Trump on Thursday repeated in characteristically heated terms that he would see any such action as an act of currency war.
A level playing field?
“These people are devaluing their currency because they’re not doing well against us,” Trump told Fox Business News. “So they devalue and we can’t. We are no longer on a level playing field.”
Draghi insisted last week, as he usually does, that “we don’t target the inflation rate”—although that’s a somewhat disingenuous comment. Over the years, he has repeatedly promised measures to stop any “unwarranted tightening of financial conditions,” a piece of economist jargon that covers, not least, the adverse effects of a currency appreciation.

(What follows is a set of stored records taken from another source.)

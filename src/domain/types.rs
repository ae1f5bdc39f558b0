//! Proficiency levels that partition the question catalog.

use std::{fmt, str::FromStr};

use serde::{Deserialize, Serialize};

use super::error::DomainError;

#[derive(Debug, Clone, Copy, PartialEq, Eq, Hash, Serialize, Deserialize)]
pub enum Level {
    A1,
    A2,
    B1,
    B2,
    C1,
}

impl Level {
    pub const ALL: [Level; 5] = [Level::A1, Level::A2, Level::B1, Level::B2, Level::C1];

    pub fn as_str(self) -> &'static str {
        match self {
            Level::A1 => "A1",
            Level::A2 => "A2",
            Level::B1 => "B1",
            Level::B2 => "B2",
            Level::C1 => "C1",
        }
    }

    /// Comma-separated list of accepted level codes, used in error hints.
    pub fn accepted() -> String {
        Self::ALL
            .iter()
            .map(|level| level.as_str())
            .collect::<Vec<_>>()
            .join(", ")
    }
}

impl fmt::Display for Level {
    fn fmt(&self, f: &mut fmt::Formatter<'_>) -> fmt::Result {
        f.write_str(self.as_str())
    }
}

impl FromStr for Level {
    type Err = DomainError;

    fn from_str(value: &str) -> Result<Self, Self::Err> {
        Self::ALL
            .into_iter()
            .find(|level| level.as_str() == value)
            .ok_or_else(|| DomainError::unknown_level(value))
    }
}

Trump, with one eye on re-election next year, feels exactly the same way about “unwarranted tightenings of financial conditions.” He’s been pressuring the Federal Reserve to cut interest rates and restart its bond purchases for months, repeating his attacks on Thursday.
“We should have Draghi instead of our Fed person, you know,” Trump told Fox.
For some, it’s just a question of sequencing. Marc Chandler, managing director of Bannockburn Global Forex, makes the distinction that the ECB has said it will ease policy unless things get better, whereas the Fed—as Chairman Jerome Powell indicated in a speech this week—is still waiting for downside risks to materialize before it acts.
Absent any further blow-up in U.S.-China trade talks, the dollar may already have peaked, given the abrupt shift in the Fed’s rhetoric in recent weeks that appears to signal the end of a 10-year policy cycle. Fed officials have abandoned any talk of further rate hikes and invited speculation on what would be a first interest rate cut since 2008. The dollar index, which tracks the buck against a basket of developed market currencies, has fallen some 1.6% in the last two weeks alone.
The question is: can the two sides avoid that blow-up once the need for a friendly photo-shoot in Osaka has passed?